Some common statements people often share with us after they or a loved one have experienced a brain injury are:
- I am lonely all the time
- Our friends don’t call or come by anymore.
- I can’t relate to other people.
- Other people don’t want to be around me or my loved one.
- Who am I now? How do we fit together now as a family?
- No one understands me or what I’m going through.
- I feel abandoned, rejected, unworthy and different.
Why do relationships change after a brain injury?
After an injury, family roles can change; sometimes jobs are lost, finances can become a significant worry. Brain injury may have impacted or limited physical and cognitive function resulting in changes to a person’s emotional, behavioural and mental state. With all these changes come stresses on relationships.
We know that relationship dynamics frequently do shift after brain injury, so we’re going to take a look at ways that this commonly happens and some strategies to deal with the change. Yes, adapting can be difficult, but the good news it that it can be done and relationships can and do remain as a significant positive factor in people’s lives post brain injury.
Partners of people with brain injuries will often take on extra responsibilities: sometimes becoming the sole wage earner, running the house, making most of the decisions and providing support to the person with the injury. A couple’s financial situation can change due to medical bills and loss of income, and changes in their sexual relationship can often occur. Maintaining a relationship through changes across a number of levels can be challenging for both parties.
A child may have to come to terms with why their parent has changed so dramatically after coming home from hospital – why their parent needs care, walks or talks differently, doesn’t remembers things, and may get easily upset. They might find it hard to understand what is happening to Mum or Dad and why things are different, particularly if they look the same as before. Many families report relationships can become strained between children and their parent post brain injury.

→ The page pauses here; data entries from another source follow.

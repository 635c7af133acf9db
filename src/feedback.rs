//! Feedback requests emitted by the layer and by command handlers.
//!
//! Everything the user perceives goes through a [`FeedbackSink`]: tones for
//! layer transitions, spoken announcements while exploring, and the
//! "not found" notification when a handler fails. Requests are fire-and-forget
//! and a sink must never feed keystrokes back into the layer.

use std::cell::RefCell;
use std::io::Write;

/// A short beep.
#[derive(Debug, Clone, Copy, PartialEq, Eq)]
pub struct Tone {
    /// Pitch in hertz
    pub frequency_hz: u32,
    /// Length in milliseconds
    pub duration_ms: u32,
}

impl Tone {
    /// Layer entered
    pub const ENTER: Self = Self::new(800, 25);
    /// Layer exited or command executed
    pub const EXIT: Self = Self::new(400, 25);
    /// Exploration wrapped around
    pub const WRAP: Self = Self::new(200, 40);
    /// Unknown key or error
    pub const ERROR: Self = Self::new(150, 60);

    const fn new(frequency_hz: u32, duration_ms: u32) -> Self {
        Self {
            frequency_hz,
            duration_ms,
        }
    }
}

/// Closed set of feedback requests.
#[derive(Debug, Clone, PartialEq, Eq)]
pub enum Feedback {
    /// The command layer was entered
    EnterLayer,
    /// The layer was left without running a command
    Cancel,
    /// A command ran successfully
    CommandExecuted,
    /// Exploration crossed the end (or start) of the command list
    WrapBoundary,
    /// A command could not find its target; carries the spoken context
    ElementNotFound(String),
    /// Speak a message
    Announce(String),
    /// Speak a message character by character
    Spell(String),
}

impl Feedback {
    /// The tone played for this request, if any.
    #[must_use]
    pub const fn tone(&self) -> Option<Tone> {
        match self {
            Self::EnterLayer => Some(Tone::ENTER),
            Self::Cancel | Self::CommandExecuted => Some(Tone::EXIT),
            Self::WrapBoundary => Some(Tone::WRAP),
            Self::ElementNotFound(_) => Some(Tone::ERROR),
            Self::Announce(_) | Self::Spell(_) => None,
        }
    }

    /// The text spoken for this request, if any.
    #[must_use]
    pub fn speech(&self) -> Option<String> {
        match self {
            Self::ElementNotFound(context) | Self::Announce(context) => Some(context.clone()),
            Self::Spell(text) => Some(spell_out(text)),
            _ => None,
        }
    }
}

/// Render text the way a speech synthesizer spells it: one symbol at a time.
#[must_use]
pub fn spell_out(text: &str) -> String {
    text.chars()
        .filter(|c| !c.is_whitespace())
        .map(|c| c.to_string())
        .collect::<Vec<_>>()
        .join(" ")
}

/// Receiver for feedback requests.
///
/// Takes `&self` so the layer and the command handlers can share one sink.
pub trait FeedbackSink {
    /// Deliver a request.
    fn emit(&self, feedback: Feedback);
}

/// Sink that records every request, for inspection and tests.
#[derive(Debug, Default)]
pub struct RecordingSink {
    events: RefCell<Vec<Feedback>>,
}

impl RecordingSink {
    /// Create an empty recorder.
    #[must_use]
    pub fn new() -> Self {
        Self::default()
    }

    /// Snapshot of everything recorded so far.
    #[must_use]
    pub fn events(&self) -> Vec<Feedback> {
        self.events.borrow().clone()
    }

    /// Drain the recorded requests.
    pub fn take(&self) -> Vec<Feedback> {
        self.events.borrow_mut().drain(..).collect()
    }

    /// Count recorded requests equal to `feedback`.
    #[must_use]
    pub fn count(&self, feedback: &Feedback) -> usize {
        self.events.borrow().iter().filter(|f| *f == feedback).count()
    }

    /// All announcement texts, in order.
    #[must_use]
    pub fn announcements(&self) -> Vec<String> {
        self.events
            .borrow()
            .iter()
            .filter_map(|f| match f {
                Feedback::Announce(text) => Some(text.clone()),
                _ => None,
            })
            .collect()
    }
}

impl FeedbackSink for RecordingSink {
    fn emit(&self, feedback: Feedback) {
        self.events.borrow_mut().push(feedback);
    }
}

/// Sink that writes tones and speech as lines on a terminal.
///
/// Lines end in `\r\n` so output stays aligned while the terminal is in raw
/// mode.
#[derive(Debug, Clone, Copy)]
pub struct ConsoleSink {
    tones: bool,
}

impl ConsoleSink {
    /// Create a console sink; `tones` controls whether beeps are printed.
    #[must_use]
    pub const fn new(tones: bool) -> Self {
        Self { tones }
    }
}

impl FeedbackSink for ConsoleSink {
    fn emit(&self, feedback: Feedback) {
        let mut out = std::io::stdout().lock();
        if self.tones {
            if let Some(tone) = feedback.tone() {
                // Terminal output is best effort; nothing to recover here
                let _ = write!(out, "  [beep {}Hz {}ms]\r\n", tone.frequency_hz, tone.duration_ms);
            }
        }
        if let Some(text) = feedback.speech() {
            let _ = write!(out, "  \u{1F50A} {text}\r\n");
        }
        let _ = out.flush();
    }
}
//! ChordLayer library
//!
//! A modal command layer for keyboard-driven applications: a prefix key arms
//! the layer, the next chord runs a command, and Tab explores the registry
//! with spoken feedback. The library holds the state machine, the command
//! registry and catalog, configuration, and the CLI handlers used by the
//! `chordlayer` binary.

pub mod cli;
pub mod commands;
pub mod config;
pub mod constants;
pub mod demo;
pub mod feedback;
pub mod focus;
pub mod layer;
pub mod models;
pub mod registry;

A very common statement made by people with a brain injury is: ‘you find out who your real friends are’. It can be hurtful when friends disappear at a time when you need them most. It’s common for people who have spent a long time in hospital to feel that they have missed out on a lot of experiences with their friends and that they now have trouble relating to them and sharing their interests.

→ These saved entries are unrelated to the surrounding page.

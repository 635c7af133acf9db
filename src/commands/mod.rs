//! The default command catalog for the chat client layer.
//!
//! Letters form the main set, arrow/Home/End keys alias the message reading
//! commands, Shift variants reach secondary actions, Ctrl variants are
//! diagnostics, and the digit row reads recent messages. Registration order
//! here is the order users hear while exploring with Tab.

pub mod host;
pub mod messages;

use std::rc::Rc;
use std::time::Duration;

use crate::feedback::{Feedback, FeedbackSink};
use crate::layer::Clock;
use crate::models::{Category, Chord, CommandDescriptor, HandlerError};
use crate::registry::{CommandRegistry, RegistryError};

pub use host::{ChatHost, HostAction, Message};
pub use messages::MessageNavigator;

/// Message reading commands and their descriptions.
#[derive(Debug, Clone, Copy, PartialEq, Eq)]
enum Read {
    First,
    Previous,
    Current,
    Next,
    Last,
    UnreadMarker,
    FocusCurrent,
    Recent(usize),
}

impl Read {
    fn run(self, navigator: &MessageNavigator) -> Result<(), HandlerError> {
        match self {
            Self::First => navigator.first(),
            Self::Previous => navigator.previous(),
            Self::Current => navigator.current(),
            Self::Next => navigator.next(),
            Self::Last => navigator.last(),
            Self::UnreadMarker => navigator.unread_marker(),
            Self::FocusCurrent => navigator.focus_current(),
            Self::Recent(n) => navigator.recent(n),
        }
    }
}

/// Host actions: (chord, action, description, category)
const HOST_COMMANDS: &[(&str, HostAction, &str, Category)] = &[
    ("a", HostAction::ActiveNow, "Announce Active Now section", Category::General),
    ("v", HostAction::VoiceServers, "Report servers with active voice", Category::General),
    ("b", HostAction::ListButtons, "List buttons", Category::General),
    ("e", HostAction::FocusMessageInput, "Move focus to message input", Category::Navigation),
    ("s", HostAction::FocusServerList, "Move focus to server list", Category::Navigation),
    ("n", HostAction::CycleAreas, "Cycle focus among areas", Category::Navigation),
    ("u", HostAction::FocusUserArea, "Move focus to user area", Category::Navigation),
];

const READ_COMMANDS: &[(&str, Read, &str)] = &[
    ("h", Read::First, "First message"),
    ("j", Read::Previous, "Previous message"),
    ("k", Read::Current, "Current message (double-tap to spell)"),
    ("l", Read::Next, "Next message"),
    (";", Read::Last, "Last message"),
    ("home", Read::First, "First message"),
    ("leftarrow", Read::Previous, "Previous message"),
    ("downarrow", Read::Current, "Current message (double-tap to spell)"),
    ("rightarrow", Read::Next, "Next message"),
    ("end", Read::Last, "Last message"),
    ("shift+h", Read::UnreadMarker, "Jump to unread marker"),
    ("shift+home", Read::UnreadMarker, "Jump to unread marker"),
    ("shift+k", Read::FocusCurrent, "Focus current message"),
];

const SECONDARY_COMMANDS: &[(&str, HostAction, &str, Category)] = &[
    ("shift+p", HostAction::PinnedMessages, "Open pinned messages", Category::Messages),
    ("shift+t", HostAction::ThreadList, "Toggle thread list", Category::Messages),
    ("d", HostAction::Disconnect, "Disconnect from voice", Category::Voice),
    ("p", HostAction::Ping, "Report ping / latency", Category::Voice),
    ("t", HostAction::Typing, "Who is typing", Category::Information),
    ("w", HostAction::ChannelInfo, "Channel / DM information", Category::Information),
    ("control+e", HostAction::Diagnostic, "Dump accessibility tree", Category::Diagnostic),
    ("control+m", HostAction::MessageDebug, "Message list diagnostic", Category::Diagnostic),
    ("control+l", HostAction::EventLog, "Log accessibility events", Category::Diagnostic),
];

/// Actions that need a live voice connection.
fn needs_voice(action: HostAction) -> bool {
    matches!(action, HostAction::Disconnect | HostAction::Ping)
}

fn ordinal(n: usize) -> String {
    match n {
        1 => "1st".to_string(),
        2 => "2nd".to_string(),
        3 => "3rd".to_string(),
        _ => format!("{n}th"),
    }
}

fn table_chord(raw: &str) -> Result<Chord, RegistryError> {
    Chord::parse(raw).map_err(|source| RegistryError::InvalidChord {
        text: raw.to_string(),
        source,
    })
}

fn host_command(
    raw: &str,
    action: HostAction,
    description: &str,
    category: Category,
    host: &Rc<dyn ChatHost>,
    feedback: &Rc<dyn FeedbackSink>,
) -> Result<CommandDescriptor, RegistryError> {
    let run_host = Rc::clone(host);
    let speak = Rc::clone(feedback);
    let descriptor = CommandDescriptor::new(table_chord(raw)?, description, category, move || {
        let text = run_host.perform(action)?;
        if !text.is_empty() {
            speak.emit(Feedback::Announce(text));
        }
        Ok(())
    });

    if needs_voice(action) {
        let voice_host = Rc::clone(host);
        Ok(descriptor.available_when(move || voice_host.voice_connected()))
    } else {
        Ok(descriptor)
    }
}

fn read_command(
    raw: &str,
    read: Read,
    description: &str,
    navigator: &Rc<MessageNavigator>,
) -> Result<CommandDescriptor, RegistryError> {
    let navigator = Rc::clone(navigator);
    Ok(CommandDescriptor::new(
        table_chord(raw)?,
        description,
        Category::Messages,
        move || read.run(&navigator),
    ))
}

/// Build the default registry over a host.
///
/// `spell_window` is the double-press window for spelling the current
/// message; it normally matches the layer's rapid-repeat window.
pub fn default_catalog(
    host: Rc<dyn ChatHost>,
    feedback: Rc<dyn FeedbackSink>,
    clock: Rc<dyn Clock>,
    spell_window: Duration,
) -> Result<CommandRegistry, RegistryError> {
    let navigator = Rc::new(MessageNavigator::new(
        Rc::clone(&host),
        Rc::clone(&feedback),
        clock,
        spell_window,
    ));
    let mut registry = CommandRegistry::new();

    for &(raw, action, description, category) in HOST_COMMANDS {
        registry.register(host_command(raw, action, description, category, &host, &feedback)?)?;
    }
    for &(raw, read, description) in READ_COMMANDS {
        registry.register(read_command(raw, read, description, &navigator)?)?;
    }
    for &(raw, action, description, category) in SECONDARY_COMMANDS {
        registry.register(host_command(raw, action, description, category, &host, &feedback)?)?;
    }

    // Digit row: 1-9, then 0 for the 10th
    for n in 1..=10 {
        let key = if n == 10 { '0' } else { char::from(b'0' + n as u8) };
        let description = format!("Read {} most recent message", ordinal(n));
        registry.register(read_command(&key.to_string(), Read::Recent(n), &description, &navigator)?)?;
    }

    Ok(registry)
}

Simple strategies to improve your relationships
With brain injury-related cognitive changes come changes to communication abilities, problem solving skills and the ability to empathise and see another person’s point of view. It’s easy to see how this can make things trickier in relationships for both the person with brain injury and the other party.
Addressing some of these challenges during rehabilitation and long-term recovery can play a huge part in rebuilding and maintaining relationships. Understanding common problem areas of relationships – all relationships, not just those where brain injury is involved – can be a key to knowing where you can benefit from support and guidance.

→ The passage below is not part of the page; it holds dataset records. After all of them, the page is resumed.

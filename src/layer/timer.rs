//! Cancellable single-shot timers and the clock they are read against.
//!
//! Timers never call back on their own. The dispatch loop asks the layer to
//! fire whatever is due, either ahead of a key event (using the event's
//! timestamp) or on an idle tick, so timer expiry and key events share one
//! serialized path.

use std::cell::Cell;
use std::rc::Rc;
use std::time::{Duration, Instant};

/// Source of the current time.
pub trait Clock {
    /// Current instant.
    fn now(&self) -> Instant;
}

/// Wall clock.
#[derive(Debug, Clone, Copy, Default)]
pub struct SystemClock;

impl Clock for SystemClock {
    fn now(&self) -> Instant {
        Instant::now()
    }
}

/// Manually advanced clock for deterministic tests and replays.
///
/// Clones share the same time.
#[derive(Debug, Clone)]
pub struct ManualClock {
    now: Rc<Cell<Instant>>,
}

impl ManualClock {
    /// Start at the given instant.
    #[must_use]
    pub fn starting_at(start: Instant) -> Self {
        Self {
            now: Rc::new(Cell::new(start)),
        }
    }

    /// Move time forward.
    pub fn advance(&self, by: Duration) {
        self.now.set(self.now.get() + by);
    }

    /// Jump to an absolute instant.
    pub fn set(&self, to: Instant) {
        self.now.set(to);
    }
}

impl Default for ManualClock {
    fn default() -> Self {
        Self::starting_at(Instant::now())
    }
}

impl Clock for ManualClock {
    fn now(&self) -> Instant {
        self.now.get()
    }
}

/// A single-shot deadline. Arming replaces any previous deadline.
#[derive(Debug, Clone, Copy, Default, PartialEq, Eq)]
pub struct Deadline {
    due: Option<Instant>,
}

impl Deadline {
    /// An unarmed deadline.
    #[must_use]
    pub const fn new() -> Self {
        Self { due: None }
    }

    /// Arm to fire `after` the given instant.
    pub fn arm(&mut self, from: Instant, after: Duration) {
        self.due = Some(from + after);
    }

    /// Disarm.
    pub fn cancel(&mut self) {
        self.due = None;
    }

    /// Whether a deadline is pending.
    #[must_use]
    pub const fn is_armed(&self) -> bool {
        self.due.is_some()
    }

    /// The pending instant, if any.
    #[must_use]
    pub const fn due_at(&self) -> Option<Instant> {
        self.due
    }

    /// True when armed and `now` has reached the deadline.
    #[must_use]
    pub fn is_due(&self, now: Instant) -> bool {
        self.due.is_some_and(|due| now >= due)
    }

    /// Disarm and report `true` if the deadline had been reached.
    pub fn take_if_due(&mut self, now: Instant) -> bool {
        if self.is_due(now) {
            self.due = None;
            true
        } else {
            false
        }
    }
}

Poor communication is an area identified in many relationship problems. The way people talk (or don’t talk) to one another can cause a lot of distress and tension within a relationship.
Tips for Enhancing Communication
- Try not to speak while the other person is speaking – wait for them to finish talking before responding. You can set a limit of 5 or 10 minutes and then it’s time for the other person to speak.
- Try to avoid blaming and labelling – blame doesn’t achieve positive outcomes. Whereas clearly outlining difficulties provides opportunity for change.
- Encourage each other – look for positive ways to discuss things and phrase things in ways that build up the other person.
Better supporting each other
In order for a relationship to survive and thrive, each person needs to feel supported by their partner. There should be clear understanding and reasonable expectations around each other’s needs for support.
Tips for Promoting Support
- Take time to figure out what your needs for support are – think about what would make you feel more supported in the relationship. Is it that you need your partner to listen to you more? Or to back you up with the kids/in-laws? Or do you need more help around the home? Be really clear and consider writing it down.
- Talk! Communicate your expectations clearly to the other person – ensure that they understand what you’re asking for and how they can assist.
- Be forgiving and patient – nobody is perfect, try to maintain a gentle and forgiving attitude and keep your expectations realistic.
Joint problem solving
Focusing on the solutions to our problems, rather than getting stuck in the problem itself, can help us deal with many of the things we face in our day to day lives. Problem solving together in a relationship can really help each other feel supported and part of a team.
Tips for Better Problem Solving
- Break down big problems into smaller ones and solve them one at a time – this will make overwhelming problems easier to manage.
- Think of all possible solutions before choosing one – sometimes the unusual solutions can be helpful or at least useful later on.
- Involve the other person and work as a team – both parties need a sense of shared ownership in the problem-solving process.
Quality time and positive experiences
In couple and family relationships people often get so busy they don’t plan quality time to enjoy meaningful shared experiences together
Tips for increasing quality time and enjoyable shared experiences
- Plan regular quality times together, making sure they are free from distraction, where you can really be present for each other and do the things you love.
- Make enjoyable shared experiences an ongoing growth area – find activities you both enjoy and continue to do them together, expanding and deepening your individual interests in the activities.